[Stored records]

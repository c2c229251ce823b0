//! Error types for the mentora pipeline.

/// Top-level error type for the voice tutoring system.
#[derive(Debug, thiserror::Error)]
pub enum MentorError {
    /// Audio device or stream error.
    #[error("audio error: {0}")]
    Audio(String),

    /// Malformed audio payload (e.g. a PCM buffer with a partial sample).
    #[error("codec error: {0}")]
    Codec(String),

    /// Live session transport or protocol error.
    #[error("session error: {0}")]
    Session(String),

    /// One-shot generative API error (TTS, image).
    #[error("API error: {0}")]
    Api(String),

    /// Configuration error.
    #[error("config error: {0}")]
    Config(String),

    /// I/O error.
    #[error("I/O error: {0}")]
    Io(#[from] std::io::Error),

    /// JSON serialization error.
    #[error("serialization error: {0}")]
    Serialization(#[from] serde_json::Error),
}

/// Convenience result type.
pub type Result<T> = std::result::Result<T, MentorError>;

Your assignment
Your response should be each line that includes the word "String", copied from the records.

Completed task
    Audio(String),
    Codec(String),
    Session(String),
    Api(String),
    Config(String),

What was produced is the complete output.